*The input*:
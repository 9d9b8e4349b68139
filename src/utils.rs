//! Utility traits for `HashTable`

use crate::HashTable;

/// Extension trait that copies the contents of a table out into plain vectors
pub trait HashTableExtensions<K, V> {
    /// Returns the keys of the table as a Vec, in iteration order
    fn keys(&self) -> Vec<K>;

    /// Returns the values of the table as a Vec, in iteration order
    fn values(&self) -> Vec<V>;

    /// Returns every stored pair as a Vec, in iteration order
    fn pairs(&self) -> Vec<(K, V)>;
}

impl<K, V, S> HashTableExtensions<K, V> for HashTable<K, V, S>
where
    K: Clone,
    V: Clone,
{
    fn keys(&self) -> Vec<K> {
        self.iter().map(|(k, _)| k.clone()).collect()
    }

    fn values(&self) -> Vec<V> {
        self.iter().map(|(_, v)| v.clone()).collect()
    }

    fn pairs(&self) -> Vec<(K, V)> {
        self.iter().map(|(k, v)| (k.clone(), v.clone())).collect()
    }
}
use std::{
    borrow::Borrow,
    hash::{BuildHasher, BuildHasherDefault, DefaultHasher, Hash},
    iter::FusedIterator,
    slice,
};

use log::{debug, warn};

use crate::primes::{self, DEFAULT_CAPACITY, MAX_PRIME};

/// Advisory size used by [`HashTable::default`].
pub const DEFAULT_SIZE_HINT: usize = 101;

/// Hasher builder used when none is given. It is unseeded, so bucket placement is deterministic.
pub type DefaultHashBuilder = BuildHasherDefault<DefaultHasher>;

/// The pairs whose keys hash to the same bucket, in insertion order
type Chain<K, V> = Vec<(K, V)>;

/// A hash table resolving collisions by separate chaining.
///
/// Every bucket holds a chain of key-value pairs. The number of buckets is always a prime taken
/// from [`primes`](crate::primes); once the number of stored pairs exceeds the number of buckets
/// (load factor above 1.0) the table grows to the first prime above twice its size and
/// redistributes every pair.
///
/// Keys are unique. Inserting a key that is already present is rejected and leaves the stored
/// value untouched.
///
/// Note: This implementation is not thread-safe. Wrap it in a `Mutex` to share it between
/// threads.
#[derive(Debug, Clone)]
pub struct HashTable<K, V, S = DefaultHashBuilder> {
    /// One chain per bucket; the length of this vector is the capacity
    buckets: Vec<Chain<K, V>>,
    /// Number of pairs stored across all chains
    len: usize,
    /// Builds the hasher used to place keys into buckets
    hash_builder: S,
}

impl<K, V> HashTable<K, V>
where
    K: Eq + Hash,
{
    /// Creates an empty table sized for roughly `size` entries.
    ///
    /// The bucket count is the largest prime at or below `size`, and never less than
    /// [`DEFAULT_CAPACITY`].
    #[must_use]
    pub fn new(size: usize) -> Self {
        Self::with_hasher(size, DefaultHashBuilder::default())
    }
}

impl<K, V> Default for HashTable<K, V>
where
    K: Eq + Hash,
{
    fn default() -> Self {
        Self::new(DEFAULT_SIZE_HINT)
    }
}

impl<K, V, S> HashTable<K, V, S>
where
    K: Eq + Hash,
    S: BuildHasher,
{
    /// Creates an empty table sized for roughly `size` entries that hashes keys with
    /// `hash_builder`.
    pub fn with_hasher(size: usize, hash_builder: S) -> Self {
        Self { buckets: empty_buckets(primes::initial_capacity(size)), len: 0, hash_builder }
    }

    /// Maps a key to the index of its bucket under the current capacity
    pub(crate) fn bucket_index<Q>(&self, key: &Q) -> usize
    where
        Q: Hash + ?Sized,
    {
        bucket_for(self.hash_builder.hash_one(key), self.buckets.len())
    }

    /// Returns the chain a key belongs to
    fn chain<Q>(&self, key: &Q) -> Option<&Chain<K, V>>
    where
        Q: Hash + ?Sized,
    {
        self.buckets.get(self.bucket_index(key))
    }

    /// Returns `true` if the table holds a pair with the given key.
    pub fn contains<Q>(&self, key: &Q) -> bool
    where
        K: Borrow<Q>,
        Q: Hash + Eq + ?Sized,
    {
        self.get(key).is_some()
    }

    /// Returns `true` if the table holds a pair with the same key *and* an equal value.
    pub fn match_pair(&self, pair: &(K, V)) -> bool
    where
        V: PartialEq,
    {
        let (key, value) = pair;
        self.get(key).is_some_and(|stored| stored == value)
    }

    /// Returns the value stored under `key`.
    pub fn get<Q>(&self, key: &Q) -> Option<&V>
    where
        K: Borrow<Q>,
        Q: Hash + Eq + ?Sized,
    {
        self.chain(key)?.iter().find(|(k, _)| k.borrow() == key).map(|(_, v)| v)
    }

    /// Inserts a pair, taking ownership of it.
    ///
    /// Returns `false` without touching the table if the key is already present. Otherwise the
    /// pair is appended to its chain and `true` is returned; the table rehashes when this pushes
    /// the load factor above 1.0, unless it already has [`MAX_PRIME`] buckets.
    pub fn insert(&mut self, pair: (K, V)) -> bool {
        let index = self.bucket_index(&pair.0);
        debug_assert!(index < self.buckets.len(), "bucket index {index} out of range");
        let Some(chain) = self.buckets.get_mut(index) else {
            return false;
        };
        if chain.iter().any(|(k, _)| *k == pair.0) {
            return false;
        }

        chain.push(pair);
        self.len = self.len.saturating_add(1);

        if self.len > self.buckets.len() && self.buckets.len() < MAX_PRIME {
            self.rehash();
        }

        true
    }

    /// Inserts a copy of `pair`.
    ///
    /// Same contract as [`insert`](Self::insert); the pair is only cloned when it is actually
    /// stored.
    pub fn insert_cloned(&mut self, pair: &(K, V)) -> bool
    where
        K: Clone,
        V: Clone,
    {
        if self.contains(&pair.0) {
            return false;
        }
        self.insert(pair.clone())
    }

    /// Removes the pair with the given key. Returns `false` if there was none.
    ///
    /// The remaining pairs of the chain keep their order. The table never shrinks on removal.
    pub fn remove<Q>(&mut self, key: &Q) -> bool
    where
        K: Borrow<Q>,
        Q: Hash + Eq + ?Sized,
    {
        let index = self.bucket_index(key);
        let Some(chain) = self.buckets.get_mut(index) else {
            return false;
        };
        let Some(position) = chain.iter().position(|(k, _)| k.borrow() == key) else {
            return false;
        };

        chain.remove(position);
        self.len = self.len.saturating_sub(1);
        true
    }

    /// Grows the bucket array and moves every pair into its chain under the new capacity.
    ///
    /// Pairs are moved, not reinserted, so this never recurses and never changes `len`.
    fn rehash(&mut self) {
        let old_capacity = self.buckets.len();
        let new_capacity = primes::next_capacity(old_capacity);
        if new_capacity <= old_capacity {
            return;
        }

        let mut buckets = empty_buckets(new_capacity);
        let mut moved: usize = 0;
        for (key, value) in self.buckets.drain(..).flatten() {
            let index = bucket_for(self.hash_builder.hash_one(&key), new_capacity);
            debug_assert!(index < new_capacity, "bucket index {index} out of range");
            if let Some(chain) = buckets.get_mut(index) {
                chain.push((key, value));
                moved = moved.saturating_add(1);
            }
        }
        debug_assert_eq!(moved, self.len, "rehash must move every entry exactly once");
        self.buckets = buckets;

        debug!("rehashed {} entries from {old_capacity} to {new_capacity} buckets", self.len);
        if new_capacity >= MAX_PRIME {
            warn!(
                "hash table reached its maximum of {MAX_PRIME} buckets, chains grow from here on \
                 ({} entries)",
                self.len
            );
        }
    }
}
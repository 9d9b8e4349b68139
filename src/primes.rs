//! Prime bucket capacities.
//!
//! Bucket counts are always taken from a sorted table of primes up to [`MAX_PRIME`]. The table is
//! sieved once, on first use, and shared read-only by every `HashTable` in the process.

use log::trace;
use std::sync::OnceLock;

/// The largest bucket count a table will ever grow to.
pub const MAX_PRIME: usize = 1_301_081;

/// The smallest bucket count a table will ever use.
pub const DEFAULT_CAPACITY: usize = 11;

/// Sorted primes in `2..=MAX_PRIME`.
static PRIMES: OnceLock<Vec<u32>> = OnceLock::new();

/// Returns the shared prime table, sieving it on first access.
fn primes() -> &'static [u32] {
    PRIMES.get_or_init(|| {
        let primes = sieve(MAX_PRIME);
        trace!("built prime table: {} primes up to {MAX_PRIME}", primes.len());
        primes
    })
}

/// Sieve of Eratosthenes over `0..=limit`.
fn sieve(limit: usize) -> Vec<u32> {
    let mut composite = vec![false; limit.saturating_add(1)];
    let mut primes = Vec::new();

    for n in 2..=limit {
        if composite.get(n).copied().unwrap_or(true) {
            continue;
        }
        if let Ok(prime) = u32::try_from(n) {
            primes.push(prime);
        }
        // Multiples below n * n were already struck out by smaller primes.
        if let Some(start) = n.checked_mul(n) {
            for slot in composite.iter_mut().skip(start).step_by(n) {
                *slot = true;
            }
        }
    }

    primes
}

/// Widens a table entry back to `usize`.
fn widen(prime: u32) -> usize {
    usize::try_from(prime).unwrap_or(MAX_PRIME)
}

/// Returns the number of primes `<= n` in the table, i.e. the index of the first prime `> n`.
fn rank(n: usize) -> usize {
    let table = primes();
    match u32::try_from(n) {
        Ok(n) => table.partition_point(|&p| p <= n),
        Err(_) => table.len(),
    }
}

/// Returns `true` if `n` is a prime no larger than [`MAX_PRIME`].
#[must_use]
pub fn is_prime(n: usize) -> bool {
    u32::try_from(n).is_ok_and(|n| primes().binary_search(&n).is_ok())
}

/// Returns the largest prime `<= n`.
///
/// Requests above [`MAX_PRIME`] are clamped to it. Returns `None` when `n < 2`.
#[must_use]
pub fn prime_below(n: usize) -> Option<usize> {
    let n = n.min(MAX_PRIME);
    rank(n).checked_sub(1).and_then(|index| primes().get(index)).copied().map(widen)
}

/// Returns the smallest prime strictly greater than `n`, or `None` if it would exceed
/// [`MAX_PRIME`].
#[must_use]
pub fn prime_above(n: usize) -> Option<usize> {
    primes().get(rank(n)).copied().map(widen)
}

/// Bucket count for a freshly constructed table given an advisory `size`.
///
/// This is the largest prime at or below `size`, but never less than [`DEFAULT_CAPACITY`].
#[must_use]
pub fn initial_capacity(size: usize) -> usize {
    prime_below(size).map_or(DEFAULT_CAPACITY, |prime| prime.max(DEFAULT_CAPACITY))
}

/// Bucket count to grow to from `current`: the first prime above twice the current size.
///
/// Capped at [`MAX_PRIME`]; a table already at the cap gets the cap back.
#[must_use]
pub fn next_capacity(current: usize) -> usize {
    let doubled = current.saturating_mul(2);
    prime_above(doubled).unwrap_or(MAX_PRIME).max(current.min(MAX_PRIME))
}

*Aim of the task*:
From the listing, copy every line where the string "DefaultHasher" appears.

*Final answer*:
    hash::{BuildHasher, BuildHasherDefault, DefaultHasher, Hash},
pub type DefaultHashBuilder = BuildHasherDefault<DefaultHasher>;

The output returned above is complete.